# What to do
This exercise calls for the records to be repeated in full, exactly as written.

(Stored data entries)
··········
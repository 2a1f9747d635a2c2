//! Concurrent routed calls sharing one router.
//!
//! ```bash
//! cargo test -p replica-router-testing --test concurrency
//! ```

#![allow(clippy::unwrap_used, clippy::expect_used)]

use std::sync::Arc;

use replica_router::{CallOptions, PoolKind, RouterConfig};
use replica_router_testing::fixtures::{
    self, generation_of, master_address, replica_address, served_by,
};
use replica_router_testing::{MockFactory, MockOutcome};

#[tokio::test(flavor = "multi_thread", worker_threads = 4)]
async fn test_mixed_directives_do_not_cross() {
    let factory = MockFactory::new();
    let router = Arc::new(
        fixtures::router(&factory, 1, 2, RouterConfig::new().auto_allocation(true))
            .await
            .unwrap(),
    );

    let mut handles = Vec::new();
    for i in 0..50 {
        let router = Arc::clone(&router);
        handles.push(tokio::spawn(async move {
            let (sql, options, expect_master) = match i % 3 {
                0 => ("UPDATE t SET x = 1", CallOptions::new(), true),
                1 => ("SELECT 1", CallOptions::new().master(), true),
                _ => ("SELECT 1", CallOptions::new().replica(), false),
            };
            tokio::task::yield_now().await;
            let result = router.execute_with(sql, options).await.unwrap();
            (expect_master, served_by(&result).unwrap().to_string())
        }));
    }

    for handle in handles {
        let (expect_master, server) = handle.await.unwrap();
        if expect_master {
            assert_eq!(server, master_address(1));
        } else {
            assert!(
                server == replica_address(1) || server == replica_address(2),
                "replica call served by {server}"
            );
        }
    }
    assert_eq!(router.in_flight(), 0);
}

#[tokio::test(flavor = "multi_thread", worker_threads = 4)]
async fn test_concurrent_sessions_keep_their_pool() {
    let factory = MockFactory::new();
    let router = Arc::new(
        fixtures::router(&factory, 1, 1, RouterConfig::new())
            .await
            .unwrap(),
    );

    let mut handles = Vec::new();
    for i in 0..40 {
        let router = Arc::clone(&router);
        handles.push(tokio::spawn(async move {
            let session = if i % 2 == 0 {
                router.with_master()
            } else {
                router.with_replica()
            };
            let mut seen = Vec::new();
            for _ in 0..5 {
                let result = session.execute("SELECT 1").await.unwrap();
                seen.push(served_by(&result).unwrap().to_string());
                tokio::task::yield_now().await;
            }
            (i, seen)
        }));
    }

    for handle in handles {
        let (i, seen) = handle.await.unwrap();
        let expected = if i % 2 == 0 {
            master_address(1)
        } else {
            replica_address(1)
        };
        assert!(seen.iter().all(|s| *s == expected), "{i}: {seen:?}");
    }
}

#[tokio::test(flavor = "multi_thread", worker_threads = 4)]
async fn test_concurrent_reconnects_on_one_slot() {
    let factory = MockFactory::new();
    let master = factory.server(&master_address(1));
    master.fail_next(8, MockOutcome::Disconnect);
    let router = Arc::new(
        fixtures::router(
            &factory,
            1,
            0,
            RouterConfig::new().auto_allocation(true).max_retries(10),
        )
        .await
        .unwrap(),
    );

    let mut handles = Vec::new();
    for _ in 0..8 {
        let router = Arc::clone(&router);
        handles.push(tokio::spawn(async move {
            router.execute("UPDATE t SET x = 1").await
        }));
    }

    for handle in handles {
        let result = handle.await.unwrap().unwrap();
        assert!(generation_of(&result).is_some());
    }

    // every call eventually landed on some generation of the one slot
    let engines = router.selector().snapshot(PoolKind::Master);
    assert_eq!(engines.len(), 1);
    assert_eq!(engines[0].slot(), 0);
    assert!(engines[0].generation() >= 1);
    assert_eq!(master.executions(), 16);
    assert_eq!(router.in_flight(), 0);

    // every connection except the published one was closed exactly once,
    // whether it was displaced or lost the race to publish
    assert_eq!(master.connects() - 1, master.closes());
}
··········
# Response
repository 2a1f9747d635a2c2
//! Concurrent routed calls sharing one router.
//!
//! ```bash
//! cargo test -p replica-router-testing --test concurrency
//! ```

#![allow(clippy::unwrap_used, clippy::expect_used)]

use std::sync::Arc;

use replica_router::{CallOptions, PoolKind, RouterConfig};
use replica_router_testing::fixtures::{
    self, generation_of, master_address, replica_address, served_by,
};
use replica_router_testing::{MockFactory, MockOutcome};

#[tokio::test(flavor = "multi_thread", worker_threads = 4)]
async fn test_mixed_directives_do_not_cross() {
    let factory = MockFactory::new();
    let router = Arc::new(
        fixtures::router(&factory, 1, 2, RouterConfig::new().auto_allocation(true))
            .await
            .unwrap(),
    );

    let mut handles = Vec::new();
    for i in 0..50 {
        let router = Arc::clone(&router);
        handles.push(tokio::spawn(async move {
            let (sql, options, expect_master) = match i % 3 {
                0 => ("UPDATE t SET x = 1", CallOptions::new(), true),
                1 => ("SELECT 1", CallOptions::new().master(), true),
                _ => ("SELECT 1", CallOptions::new().replica(), false),
            };
            tokio::task::yield_now().await;
            let result = router.execute_with(sql, options).await.unwrap();
            (expect_master, served_by(&result).unwrap().to_string())
        }));
    }

    for handle in handles {
        let (expect_master, server) = handle.await.unwrap();
        if expect_master {
            assert_eq!(server, master_address(1));
        } else {
            assert!(
                server == replica_address(1) || server == replica_address(2),
                "replica call served by {server}"
            );
        }
    }
    assert_eq!(router.in_flight(), 0);
}

#[tokio::test(flavor = "multi_thread", worker_threads = 4)]
async fn test_concurrent_sessions_keep_their_pool() {
    let factory = MockFactory::new();
    let router = Arc::new(
        fixtures::router(&factory, 1, 1, RouterConfig::new())
            .await
            .unwrap(),
    );

    let mut handles = Vec::new();
    for i in 0..40 {
        let router = Arc::clone(&router);
        handles.push(tokio::spawn(async move {
            let session = if i % 2 == 0 {
                router.with_master()
            } else {
                router.with_replica()
            };
            let mut seen = Vec::new();
            for _ in 0..5 {
                let result = session.execute("SELECT 1").await.unwrap();
                seen.push(served_by(&result).unwrap().to_string());
                tokio::task::yield_now().await;
            }
            (i, seen)
        }));
    }

    for handle in handles {
        let (i, seen) = handle.await.unwrap();
        let expected = if i % 2 == 0 {
            master_address(1)
        } else {
            replica_address(1)
        };
        assert!(seen.iter().all(|s| *s == expected), "{i}: {seen:?}");
    }
}

#[tokio::test(flavor = "multi_thread", worker_threads = 4)]
async fn test_concurrent_reconnects_on_one_slot() {
    let factory = MockFactory::new();
    let master = factory.server(&master_address(1));
    master.fail_next(8, MockOutcome::Disconnect);
    let router = Arc::new(
        fixtures::router(
            &factory,
            1,
            0,
            RouterConfig::new().auto_allocation(true).max_retries(10),
        )
        .await
        .unwrap(),
    );

    let mut handles = Vec::new();
    for _ in 0..8 {
        let router = Arc::clone(&router);
        handles.push(tokio::spawn(async move {
            router.execute("UPDATE t SET x = 1").await
        }));
    }

    for handle in handles {
        let result = handle.await.unwrap().unwrap();
        assert!(generation_of(&result).is_some());
    }

    // every call eventually landed on some generation of the one slot
    let engines = router.selector().snapshot(PoolKind::Master);
    assert_eq!(engines.len(), 1);
    assert_eq!(engines[0].slot(), 0);
    assert!(engines[0].generation() >= 1);
    assert_eq!(master.executions(), 16);
    assert_eq!(router.in_flight(), 0);

    // every connection except the published one was closed exactly once,
    // whether it was displaced or lost the race to publish
    assert_eq!(master.connects() - 1, master.closes());
}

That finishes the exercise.